### [About this exercise]
Retype the records below from their first line through the line containing "pub fn new(base_dir: PathBuf)", and include nothing else.

### [Stored data]
----------------

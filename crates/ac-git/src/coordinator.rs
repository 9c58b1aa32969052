use crate::cmd::{command_stderr, local_branch_exists, run_git, run_git_ok};
use crate::merge::local_merge_blocking;
use crate::{GitError, MergeResult};
use std::path::{Path, PathBuf};
use std::process::Command;
use std::sync::Arc;
use tokio::sync::Mutex;
use uuid::Uuid;

/// Creates and removes one git worktree per agent, runs the local-merge
/// protocol, and shells out for status/diff/PR. All mutating operations are
/// serialized behind `ops_lock`; the shell-outs themselves run on blocking
/// threads so no async task stalls on subprocess I/O.
pub struct WorktreeCoordinator {
    base_dir: PathBuf,
    ops_lock: Mutex<()>,
}

impl WorktreeCoordinator {
    pub fn new(base_dir: PathBuf) -> Arc<Self> {
        Arc::new(Self {
            base_dir,
            ops_lock: Mutex::new(()),
        })
    }

    pub fn work_dir_for(&self, agent_id: Uuid) -> PathBuf {
        self.base_dir.join(agent_id.to_string())
    }

    /// Create the worktree for `agent_id` off `source_repo`, attaching to
    /// `branch_name` if it already exists and creating it otherwise.
    pub async fn create_worktree(
        &self,
        source_repo: &Path,
        agent_id: Uuid,
        branch_name: &str,
    ) -> Result<(PathBuf, String), GitError> {
        let _guard = self.ops_lock.lock().await;
        let source_repo = source_repo.to_path_buf();
        let base_dir = self.base_dir.clone();
        let branch = branch_name.to_string();
        tokio::task::spawn_blocking(move || {
            create_worktree_blocking(&source_repo, &base_dir, agent_id, &branch)
        })
        .await
        .map_err(|e| GitError::CommandFailed {
            command: "git worktree add".to_string(),
            stderr: e.to_string(),
        })?
    }

    /// Force-remove the agent's worktree. Best effort: a failed git removal
    /// falls back to a filesystem delete plus prune, and residual errors are
    /// logged and swallowed.
    pub async fn remove_worktree(&self, source_repo: &Path, agent_id: Uuid) {
        let _guard = self.ops_lock.lock().await;
        let source_repo = source_repo.to_path_buf();
        let work_dir = self.work_dir_for(agent_id);
        let result = tokio::task::spawn_blocking(move || {
            remove_worktree_blocking(&source_repo, &work_dir)
        })
        .await;
        if let Err(err) = result {
            tracing::warn!(agent_id = %agent_id, error = %err, "worktree removal task failed");
        }
    }

    /// Merge the worktree's branch into the target branch of its source
    /// repository. Merge conflicts are a non-error outcome (`success: false`).
    pub async fn try_local_merge(
        &self,
        work_dir: &Path,
        target_branch: Option<String>,
    ) -> Result<MergeResult, GitError> {
        let _guard = self.ops_lock.lock().await;
        let work_dir = work_dir.to_path_buf();
        tokio::task::spawn_blocking(move || local_merge_blocking(&work_dir, target_branch))
            .await
            .map_err(|e| GitError::CommandFailed {
                command: "git merge".to_string(),
                stderr: e.to_string(),
            })?
    }

    /// Push the worktree's branch upstream, then open a PR via the `gh` CLI.
    /// Returns the CLI's stdout (the PR URL) trimmed.
    pub async fn create_pull_request(
        &self,
        work_dir: &Path,
        title: &str,
        body: &str,
    ) -> Result<String, GitError> {
        let _guard = self.ops_lock.lock().await;
        let work_dir = work_dir.to_path_buf();
        let title = title.to_string();
        let body = body.to_string();
        tokio::task::spawn_blocking(move || create_pull_request_blocking(&work_dir, &title, &body))
            .await
            .map_err(|e| GitError::CommandFailed {
                command: "gh pr create".to_string(),
                stderr: e.to_string(),
            })?
    }

    pub async fn status(&self, work_dir: &Path) -> Result<String, GitError> {
        let work_dir = work_dir.to_path_buf();
        tokio::task::spawn_blocking(move || run_git_ok(&work_dir, &["status", "--porcelain"]))
            .await
            .map_err(|e| GitError::CommandFailed {
                command: "git status".to_string(),
                stderr: e.to_string(),
            })?
    }

    pub async fn diff(&self, work_dir: &Path) -> Result<String, GitError> {
        let work_dir = work_dir.to_path_buf();
        tokio::task::spawn_blocking(move || diff_blocking(&work_dir))
            .await
            .map_err(|e| GitError::CommandFailed {
                command: "git diff".to_string(),
                stderr: e.to_string(),
            })?
    }
}

fn create_worktree_blocking(
    source_repo: &Path,
    base_dir: &Path,
    agent_id: Uuid,
    branch: &str,
) -> Result<(PathBuf, String), GitError> {
    if !source_repo.is_dir() {
        return Err(GitError::NotGitRepository(source_repo.to_path_buf()));
    }
    let probe = run_git(source_repo, &["rev-parse", "--git-dir"])?;
    if !probe.status.success() {
        return Err(GitError::NotGitRepository(source_repo.to_path_buf()));
    }

    std::fs::create_dir_all(base_dir)?;
    let work_dir = base_dir.join(agent_id.to_string());
    let work_dir_str = work_dir.to_string_lossy().to_string();

    let output = if local_branch_exists(source_repo, branch)? {
        tracing::info!(branch, "attaching worktree to existing branch");
        run_git(source_repo, &["worktree", "add", &work_dir_str, branch])?
    } else {
        tracing::info!(branch, "creating worktree with new branch");
        run_git(source_repo, &["worktree", "add", "-b", branch, &work_dir_str])?
    };

    if !output.status.success() {
        return Err(GitError::CommandFailed {
            command: "git worktree add".to_string(),
            stderr: command_stderr(&output),
        });
    }

    Ok((work_dir, branch.to_string()))
}

fn remove_worktree_blocking(source_repo: &Path, work_dir: &Path) {
    let work_dir_str = work_dir.to_string_lossy().to_string();
    match run_git(
        source_repo,
        &["worktree", "remove", "--force", &work_dir_str],
    ) {
        Ok(output) if output.status.success() => return,
        Ok(output) => {
            tracing::warn!(
                work_dir = %work_dir.display(),
                stderr = %command_stderr(&output),
                "git worktree remove failed, falling back to filesystem delete"
            );
        }
        Err(err) => {
            tracing::warn!(work_dir = %work_dir.display(), error = %err, "could not run git worktree remove");
        }
    }

    if work_dir.exists() {
        if let Err(err) = std::fs::remove_dir_all(work_dir) {
            tracing::warn!(work_dir = %work_dir.display(), error = %err, "filesystem worktree delete failed");
        }
    }
    match run_git(source_repo, &["worktree", "prune"]) {
        Ok(output) if !output.status.success() => {
            tracing::warn!(stderr = %command_stderr(&output), "git worktree prune failed");
        }
        Err(err) => {
            tracing::warn!(error = %err, "could not run git worktree prune");
        }
        _ => {}
    }
}

fn create_pull_request_blocking(
    work_dir: &Path,
    title: &str,
    body: &str,
) -> Result<String, GitError> {
    let branch = crate::cmd::current_branch(work_dir)?;
    run_git_ok(work_dir, &["push", "-u", "origin", &branch])?;

    let output = Command::new("gh")
        .args(["pr", "create", "--title", title, "--body", body])
        .current_dir(work_dir)
        .output()
        .map_err(GitError::Io)?;
    if !output.status.success() {
        return Err(GitError::CommandFailed {
            command: "gh pr create".to_string(),
            stderr: command_stderr(&output),
        });
    }
    Ok(String::from_utf8_lossy(&output.stdout).trim().to_string())
}

fn diff_blocking(work_dir: &Path) -> Result<String, GitError> {
    // `git diff` exits 1 with `--exit-code`-style config in some setups;
    // treat exit 1 with output as success the way porcelain consumers do.
    let output = run_git(work_dir, &["diff"])?;
    let code = output.status.code().unwrap_or_default();
    if output.status.success() || code == 1 {
        Ok(String::from_utf8_lossy(&output.stdout).to_string())
    } else {
        Err(GitError::CommandFailed {
            command: "git diff".to_string(),
            stderr: command_stderr(&output),
        })
    }
}
use crate::GitError;
use std::path::Path;
use std::process::{Command, Output};

/// Run `git` with argv-array arguments in `cwd`. User-supplied values only
/// ever travel as argv entries, never through a shell string.
pub(crate) fn run_git(cwd: &Path, args: &[&str]) -> Result<Output, GitError> {
    Command::new("git")
        .args(args)
        .current_dir(cwd)
        .output()
        .map_err(GitError::Io)
}

pub(crate) fn command_stderr(output: &Output) -> String {
    String::from_utf8_lossy(&output.stderr).trim().to_string()
}

/// Run `git`, requiring a zero exit status; returns stdout.
pub(crate) fn run_git_ok(cwd: &Path, args: &[&str]) -> Result<String, GitError> {
    let output = run_git(cwd, args)?;
    if output.status.success() {
        Ok(String::from_utf8_lossy(&output.stdout).to_string())
    } else {
        Err(GitError::CommandFailed {
            command: format!("git {}", args.join(" ")),
            stderr: command_stderr(&output),
        })
    }
}

/// Whether `refs/heads/<branch>` exists in the repository at `cwd`.
pub(crate) fn local_branch_exists(cwd: &Path, branch: &str) -> Result<bool, GitError> {
    let reference = format!("refs/heads/{branch}");
    let output = run_git(cwd, &["show-ref", "--verify", "--quiet", &reference])?;
    Ok(output.status.success())
}

/// Current branch name (`git rev-parse --abbrev-ref HEAD`).
pub(crate) fn current_branch(cwd: &Path) -> Result<String, GitError> {
    Ok(run_git_ok(cwd, &["rev-parse", "--abbrev-ref", "HEAD"])?
        .trim()
        .to_string())
}

/// Main-repository path for a worktree: the first `worktree <path>` entry of
/// the porcelain listing is always the main worktree.
pub(crate) fn main_worktree(cwd: &Path) -> Result<std::path::PathBuf, GitError> {
    let listing = run_git_ok(cwd, &["worktree", "list", "--porcelain"])?;
    listing
        .lines()
        .find_map(|line| line.strip_prefix("worktree "))
        .map(|path| std::path::PathBuf::from(path.trim()))
        .ok_or_else(|| GitError::CommandFailed {
            command: "git worktree list --porcelain".to_string(),
            stderr: "no worktree entries in listing".to_string(),
        })
}

#[cfg(test)]
mod tests {
    use super::*;
    use std::process::Command;

    fn init_repo(path: &Path) {
        Command::new("git")
            .args(["init", "-b", "main"])
            .current_dir(path)
            .output()
            .unwrap();
        Command::new("git")
            .args(["config", "user.email", "test@test.com"])
            .current_dir(path)
            .output()
            .unwrap();
        Command::new("git")
            .args(["config", "user.name", "Test"])
            .current_dir(path)
            .output()
            .unwrap();
        std::fs::write(path.join("README.md"), "test").unwrap();
        Command::new("git")
            .args(["add", "."])
            .current_dir(path)
            .output()
            .unwrap();
        Command::new("git")
            .args(["commit", "-m", "init"])
            .current_dir(path)
            .output()
            .unwrap();
    }

    #[test]
    fn run_git_ok_surfaces_stderr_on_failure() {
        let dir = tempfile::tempdir().unwrap();
        init_repo(dir.path());
        let err = run_git_ok(dir.path(), &["checkout", "does-not-exist"]).unwrap_err();
        match err {
            GitError::CommandFailed { command, .. } => {
                assert!(command.contains("checkout"));
            }
            other => panic!("unexpected error: {other}"),
        }
    }

    #[test]
    fn local_branch_exists_distinguishes_branches() {
        let dir = tempfile::tempdir().unwrap();
        init_repo(dir.path());
        assert!(local_branch_exists(dir.path(), "main").unwrap());
        assert!(!local_branch_exists(dir.path(), "missing").unwrap());
    }

    #[test]
    fn current_branch_reports_main() {
        let dir = tempfile::tempdir().unwrap();
        init_repo(dir.path());
        assert_eq!(current_branch(dir.path()).unwrap(), "main");
    }

    #[test]
    fn main_worktree_of_primary_checkout_is_itself() {
        let dir = tempfile::tempdir().unwrap();
        init_repo(dir.path());
        let main = main_worktree(dir.path()).unwrap();
        assert_eq!(
            main.canonicalize().unwrap(),
            dir.path().canonicalize().unwrap()
        );
    }
}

----------------

### [Task solution]
filename crates/ac-git/src/coordinator.rs
repository 9c58b1aa32969052
use crate::cmd::{command_stderr, local_branch_exists, run_git, run_git_ok};
use crate::merge::local_merge_blocking;
use crate::{GitError, MergeResult};
use std::path::{Path, PathBuf};
use std::process::Command;
use std::sync::Arc;
use tokio::sync::Mutex;
use uuid::Uuid;

/// Creates and removes one git worktree per agent, runs the local-merge
/// protocol, and shells out for status/diff/PR. All mutating operations are
/// serialized behind `ops_lock`; the shell-outs themselves run on blocking
/// threads so no async task stalls on subprocess I/O.
pub struct WorktreeCoordinator {
    base_dir: PathBuf,
    ops_lock: Mutex<()>,
}

impl WorktreeCoordinator {
    pub fn new(base_dir: PathBuf) -> Arc<Self> {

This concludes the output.